Fangirl is Rainbow Rowell's third book. It's told from the perspective of Cath, who is trying to figure out out to live in a world where she is being forced to figure things out on her own. She can't depend on her sister who wants to live in a different dorm and be independent. Her dad has problems of his own. And her mom.... Well, lets just say she isn't in the picture. All she has is a roommate, Reagan, who adopts Cath as a new friend because Cath has no friends, Reagan's (friend, or boyfriend, or something or other that is complicated) Levi, who hangs out in their room a lot and can't seem to leave Cath alone. And she has Simon. The fictional boy wizard who Cath writes popular online fan fiction about, fanfic that has become very popular. In case you were curious, Simon Snow is an homage to Harry Potter.

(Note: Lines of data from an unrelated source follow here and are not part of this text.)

//! Dotted-path navigation into decoded JSON values.
//!
//! A path such as `choices.0.message.content` is split on `.`; a segment is
//! used as a sequence index when the current value is an array and as a key
//! when it is an object.

use serde_json::Value;
use thiserror::Error;

/// Failure to follow a dotted path, naming the segment that could not be used.
#[derive(Debug, Clone, PartialEq, Eq, Error)]
pub enum PathResolutionError {
    #[error("segment {segment:?} is not a valid sequence index")]
    InvalidIndex { segment: String },
    #[error("index {segment} out of range for sequence of length {len}")]
    IndexOutOfRange { segment: String, len: usize },
    #[error("key {segment:?} not found")]
    MissingKey { segment: String },
    #[error("cannot navigate segment {segment:?} on {kind} value")]
    NotNavigable { segment: String, kind: &'static str },
}

impl PathResolutionError {
    /// The path segment at which navigation failed.
    pub fn segment(&self) -> &str {
        match self {
            Self::InvalidIndex { segment }
            | Self::IndexOutOfRange { segment, .. }
            | Self::MissingKey { segment }
            | Self::NotNavigable { segment, .. } => segment,
        }
    }
}

/// Resolve `path` inside `data`. An empty path yields `data` itself.
pub fn resolve<'a>(data: &'a Value, path: &str) -> Result<&'a Value, PathResolutionError> {
    if path.is_empty() {
        return Ok(data);
    }

    path.split('.')
        .try_fold(data, |current, segment| step(current, segment))
}

fn step<'a>(current: &'a Value, segment: &str) -> Result<&'a Value, PathResolutionError> {
    match current {
        Value::Array(items) => {
            let index: usize = segment
                .parse()
                .map_err(|_| PathResolutionError::InvalidIndex {
                    segment: segment.to_string(),
                })?;
            items
                .get(index)
                .ok_or_else(|| PathResolutionError::IndexOutOfRange {
                    segment: segment.to_string(),
                    len: items.len(),
                })
        }
        Value::Object(map) => map
            .get(segment)
            .ok_or_else(|| PathResolutionError::MissingKey {
                segment: segment.to_string(),
            }),
        scalar => Err(PathResolutionError::NotNavigable {
            segment: segment.to_string(),
            kind: kind_name(scalar),
        }),
    }
}

pub(crate) fn kind_name(value: &Value) -> &'static str {
    match value {
        Value::Null => "null",
        Value::Bool(_) => "boolean",
        Value::Number(_) => "number",
        Value::String(_) => "string",
        Value::Array(_) => "sequence",
        Value::Object(_) => "mapping",
    }
}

 This not being a science fiction or fantasy novel, it's not typically something I would pick up and read. Not that I have a bias in literature, but I can barley keep up with the genres I have a habit of reading. Too many books and comics out there to keep track of. But Rowell is a favorite author of my wife, and she recommended reading one of Rainbow's books. And I'm glad she did. Rainbow is a fangirl and it shows in her writing. But that is not why I liked the book. It is a good story about someone going through that awkward phase of stepping out of childhood and feeling not very well equipped with dealing with the real world, let alone the other people living in the real world. Stepping out of your comfort zone can be hard. Especially if your comfort zone doesn't extend into social settings. It also explores the lure of wanting to live through a fictional world where tings are better. This is a story about how a young woman gets through her awkward phase by realizing we are all awkward in one way or another and that things just might get better when we let real people into are all to real lives.

And I realize I use "This is a story" a lot in this one.